Objectives MicroRNAs (miRNA) are small non-coding RNAs that function as post-transcriptional repressors of gene expression. We hypothesised that miRNA regulate gene expression of proinflammatory cytokines in response to monosodium urate (MSU) crystals.

Methods We stimulated human monocytic THP-1 cells with MSU crystals and examined miRNA and proinflammatory cytokine gene expression. The effects of miR-146a overexpression were examined by transfecting THP-1 cells with miR-146a precursor. miR-146a expression was examined in the urate peritonitis model, in peripheral blood mononuclear cells from people with gout and control participants, and in gouty tophus samples.
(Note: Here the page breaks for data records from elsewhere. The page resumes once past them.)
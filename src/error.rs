// Error types shared by the version, download and task modules

use crate::versions::Namespace;
use std::path::PathBuf;
use thiserror::Error;

#[derive(Debug, Error)]
pub enum Error {
    #[error("failed to load {namespace} manifest from {source_url}: {reason}")]
    ManifestLoad {
        namespace: Namespace,
        source_url: String,
        reason: String,
    },

    #[error("no {namespace} version matches '{id}'")]
    UnresolvedVersion { namespace: Namespace, id: String },

    #[error("download failed for {locator}: {reason}")]
    Download { locator: String, reason: String },

    #[error("checksum mismatch for {name}: expected {expected}, got {actual}")]
    ChecksumMismatch {
        name: String,
        expected: String,
        actual: String,
    },

    #[error("failed to extract {archive:?}: {reason}")]
    Extraction { archive: PathBuf, reason: String },

    #[error("task canceled")]
    Canceled,

    #[error("another task is already running in {0:?}")]
    Busy(PathBuf),
}

impl Error {
    pub fn download(locator: impl Into<String>, reason: impl std::fmt::Display) -> Self {
        Error::Download {
            locator: locator.into(),
            reason: reason.to_string(),
        }
    }

    pub fn extraction(archive: impl Into<PathBuf>, reason: impl std::fmt::Display) -> Self {
        Error::Extraction {
            archive: archive.into(),
            reason: reason.to_string(),
        }
    }
}

/// True when `err` (or anything in its chain) is a cancellation.
pub fn is_canceled(err: &anyhow::Error) -> bool {
    err.chain()
        .any(|cause| matches!(cause.downcast_ref::<Error>(), Some(Error::Canceled)))
}
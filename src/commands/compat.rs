// Compat command for listing versions a mod build is compatible with

use crate::cli::Target;
use crate::session::Session;
use crate::ui;
use crate::versions::Scheme;

pub fn compat(session: &Session, mod_id: &str, target: Target) -> anyhow::Result<i32> {
    let scheme = match target {
        Target::Client => Scheme::Client,
        Target::Server => Scheme::Server,
    };
    let mapping = session.mapping();

    let Some(token) = mapping.range_token(Scheme::ModBuild, mod_id, scheme) else {
        ui::error(&format!("No compatibility data for mod build '{}'", mod_id));
        return Ok(1);
    };

    let ids = mapping.compatible_identifiers(session.store(), Scheme::ModBuild, mod_id, scheme);
    ui::dim(&format!("Range: {}", token));
    if ids.is_empty() {
        ui::warning(&format!("No loaded version falls in {}", token));
        return Ok(1);
    }
    for id in ids {
        ui::action(&id);
    }
    Ok(0)
}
Results MSU crystals increased miR-146a expression in THP-1 cells, but not other miRNA implicated in interleukin (IL)-1β regulation. Overexpression of miR-146a expression reduced MSU crystal-induced IL-1β, tumour necrosis factor-α (TNFα), monocyte chemoattractant protein-1 (MCP-1) and IL-8 gene expression. In the urate peritonitis model, reduced miR-146a expression was observed during the acute inflammatory response to MSU crystal injection. In people with intercritical gout, peripheral blood mononuclear cells expressed significantly higher levels of miR-146a, compared with normouricaemic and hyperuricaemic control participants and those with acute gout flares. Expression of miR-146a was also observed in all tophus samples.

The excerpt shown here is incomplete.